The combination <μπ> is pronounced [mb] after vowels (but often reduced to [b]) and everywhere else [b]. In some words, especially in Northern dialects, this can also be pronounced [mp].

After vowels, the combinations <γγ> and <γκ> are pronounced [ŋg] (or [ŋɟ] before the front vowels /e/ and /i/), but are often reduced to [g] (or [ɟ]) in everyday speech. <γκ> is always pronounced [g] (or [ɟ]) at the beginning of a word, while <γγ> never occurs in this position.

The combination <ντ> is pronounced [nd] after vowels (but often reduced to [d]) and everywhere else [d]. In some words, especially in Northern dialects, this can also be pronounced [nt].

The sounds /k/ and /g/, before the front vowels /e/ and /i/, are palatalized, becoming [c] and [ɟ]. In some dialects, notably those of Crete and the Mani, they become [ʨ] and [ʥ].

The word ἐστὶ (estí, IPA /esˈti/), which means "is" in Ancient Greek (q.v. Modern Greek είναι), gains a "euphonic" n. in Modern Greek, the negative adverb δεν and the accusative articles τον and την lose the final /n/, depending on the beginning letter of the next word (if it's a consonant, /n/ is usually dropped).

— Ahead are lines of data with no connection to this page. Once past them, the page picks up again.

//! # Money Module
//!
//! Provides the `Money` type for handling monetary values safely.
//!
//! ## Why Integer Money?
//! ```text
//! ┌─────────────────────────────────────────────────────────────────────────┐
//! │  THE FLOATING POINT PROBLEM                                             │
//! │                                                                         │
//! │  In JavaScript/floating point:                                          │
//! │    0.1 + 0.2 = 0.30000000000000004  ❌ WRONG!                           │
//! │                                                                         │
//! │  OUR SOLUTION: Integer Cents                                            │
//! │    Every price and total is an i64 count of the smallest currency       │
//! │    unit. Addition and multiplication are exact.                         │
//! │                                                                         │
//! └─────────────────────────────────────────────────────────────────────────┘
//! ```
//!
//! There is no float constructor on `Money`. The one place the engine meets
//! fractional numbers (loosely-typed catalog payloads) rounds to cents in
//! [`crate::coerce`] and hands an integer across.

use std::fmt;
use std::iter::Sum;
use std::ops::{Add, AddAssign, Mul, Sub};

use serde::{Deserialize, Serialize};
use ts_rs::TS;

// =============================================================================
// Money Type
// =============================================================================

/// A monetary value in the smallest currency unit.
///
/// ## Design Decisions
/// - **i64 (signed)**: totals of removed/negative adjustments stay representable
/// - **Single field tuple struct**: zero-cost abstraction over i64
/// - **Saturating quantity math**: a hostile quantity can never panic the cart
#[derive(
    Debug, Clone, Copy, PartialEq, Eq, PartialOrd, Ord, Hash, Serialize, Deserialize, TS,
)]
#[ts(export)]
pub struct Money(i64);

impl Money {
    /// Creates a Money value from cents (the smallest currency unit).
    ///
    /// ## Example
    /// ```rust
    /// use bazaar_core::Money;
    ///
    /// let price = Money::from_cents(1099); // 10.99
    /// assert_eq!(price.cents(), 1099);
    /// ```
    #[inline]
    pub const fn from_cents(cents: i64) -> Self {
        Money(cents)
    }

    /// Creates a Money value from major and minor units.
    ///
    /// For negative amounts, only the major unit carries the sign:
    /// `from_major_minor(-5, 50)` is -5.50, not -4.50.
    #[inline]
    pub const fn from_major_minor(major: i64, minor: i64) -> Self {
        if major < 0 {
            Money(major * 100 - minor)
        } else {
            Money(major * 100 + minor)
        }
    }

    /// Returns the value in cents.
    #[inline]
    pub const fn cents(&self) -> i64 {
        self.0
    }

    /// Returns the major unit portion.
    #[inline]
    pub const fn major_units(&self) -> i64 {
        self.0 / 100
    }

    /// Returns the minor unit portion (always 0-99).
    #[inline]
    pub const fn minor_units(&self) -> i64 {
        (self.0 % 100).abs()
    }

    /// Zero money value.
    #[inline]
    pub const fn zero() -> Self {
        Money(0)
    }

    /// Checks if the value is zero.
    #[inline]
    pub const fn is_zero(&self) -> bool {
        self.0 == 0
    }

    /// Multiplies money by a line quantity, saturating at the i64 bounds.
    ///
    /// ## Example
    /// ```rust
    /// use bazaar_core::Money;
    ///
    /// let unit_price = Money::from_cents(299);
    /// assert_eq!(unit_price.multiply_quantity(3).cents(), 897);
    /// ```
    #[inline]
    pub const fn multiply_quantity(&self, qty: i64) -> Self {
        Money(self.0.saturating_mul(qty))
    }
}

// =============================================================================
// Trait Implementations
// =============================================================================

/// Display shows the value in major.minor form, e.g. `1099` → `10.99`.
///
/// This is for logs and debugging; currency symbols and localization are a
/// frontend concern.
impl fmt::Display for Money {
    fn fmt(&self, f: &mut fmt::Formatter<'_>) -> fmt::Result {
        let sign = if self.0 < 0 { "-" } else { "" };
        write!(f, "{}{}.{:02}", sign, self.major_units().abs(), self.minor_units())
    }
}

/// Default money is zero.
impl Default for Money {
    fn default() -> Self {
        Money::zero()
    }
}

impl Add for Money {
    type Output = Self;

    #[inline]
    fn add(self, other: Self) -> Self {
        Money(self.0.saturating_add(other.0))
    }
}

impl AddAssign for Money {
    #[inline]
    fn add_assign(&mut self, other: Self) {
        *self = *self + other;
    }
}

impl Sub for Money {
    type Output = Self;

    #[inline]
    fn sub(self, other: Self) -> Self {
        Money(self.0.saturating_sub(other.0))
    }
}

/// Multiplication by quantity (for line totals).
impl Mul<i64> for Money {
    type Output = Self;

    #[inline]
    fn mul(self, qty: i64) -> Self {
        self.multiply_quantity(qty)
    }
}

/// Summation over line totals.
impl Sum for Money {
    fn sum<I: Iterator<Item = Money>>(iter: I) -> Self {
        iter.fold(Money::zero(), |acc, m| acc + m)
    }
}

// =============================================================================
// Unit Tests
// =============================================================================

#[cfg(test)]
mod tests {
    use super::*;

    #[test]
    fn test_from_cents() {
        let money = Money::from_cents(1099);
        assert_eq!(money.cents(), 1099);
        assert_eq!(money.major_units(), 10);
        assert_eq!(money.minor_units(), 99);
    }

    #[test]
    fn test_from_major_minor() {
        assert_eq!(Money::from_major_minor(10, 99).cents(), 1099);
        assert_eq!(Money::from_major_minor(-5, 50).cents(), -550);
    }

    #[test]
    fn test_display() {
        assert_eq!(format!("{}", Money::from_cents(1099)), "10.99");
        assert_eq!(format!("{}", Money::from_cents(500)), "5.00");
        assert_eq!(format!("{}", Money::from_cents(-550)), "-5.50");
        assert_eq!(format!("{}", Money::from_cents(0)), "0.00");
    }

    #[test]
    fn test_arithmetic() {
        let a = Money::from_cents(1000);
        let b = Money::from_cents(500);

        assert_eq!((a + b).cents(), 1500);
        assert_eq!((a - b).cents(), 500);
        assert_eq!((a * 3).cents(), 3000);
    }

    #[test]
    fn test_multiply_quantity_saturates() {
        let price = Money::from_cents(i64::MAX / 2);
        assert_eq!(price.multiply_quantity(4).cents(), i64::MAX);
    }

    #[test]
    fn test_sum() {
        let total: Money = [100, 250, 49].iter().map(|c| Money::from_cents(*c)).sum();
        assert_eq!(total.cents(), 399);
    }

    #[test]
    fn test_zero() {
        assert!(Money::zero().is_zero());
        assert!(Money::default().is_zero());
        assert!(!Money::from_cents(1).is_zero());
    }
}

In the phrase δεν πειράζει, which means "it doesn't matter", instead of being dropped, n is assimilated into the second word and, following the example above, np is pronounced [mp] in Northern Greece and [mb] in Southern Greece, thus being pronounced [ðempi'razi] or [ðembi'razi].

Some of these rules are optional, and reflect the formality of speech. While everyday spoken Greek sounds artificial if the sandhi rules are not used, a formal or official speech may sound equally awkward if sandhi rules are used.

Orthography

The Greek vowel letters with their pronunciation are: <α> /a/, <ε> /e/, <η> /i/, <ι> /i/, <ο> /o/, <υ> /i/, <ω> /o/. There are also vowel digraphs which are phonetically monophthongal: <αι> /e/, <ει> /i/, <οι> /i/, <ου> /u/, <υι> /i/. The three digraphs <αυ>, <ευ> and <ηυ> are pronounced /av/, /ev/ and /iv/ except when followed by unvoiced consonants, in which case they are pronounced /af/, /ef/ and /if/.

Modern Greek has also four diphthongs: <αη> (or <άη>) /aj/, <αϊ> (or <άι>) /aj/, <οη> (or <όη>) /oj/ and <οϊ> (or <όι>) /oj/ (diphthongs can better be transcribed using the IPA non-syllabic diacritic under /i/ instead of the approximant /j/).

The Greek letters <β> and <δ> are pronounced /v/ and /ð/ respectively. The letter <γ> is generally pronounced /ɣ/, but before the mid or close front vowels, it is pronounced [ʝ] (or [ʑ] in some dialects, notably those of Crete and the Mani).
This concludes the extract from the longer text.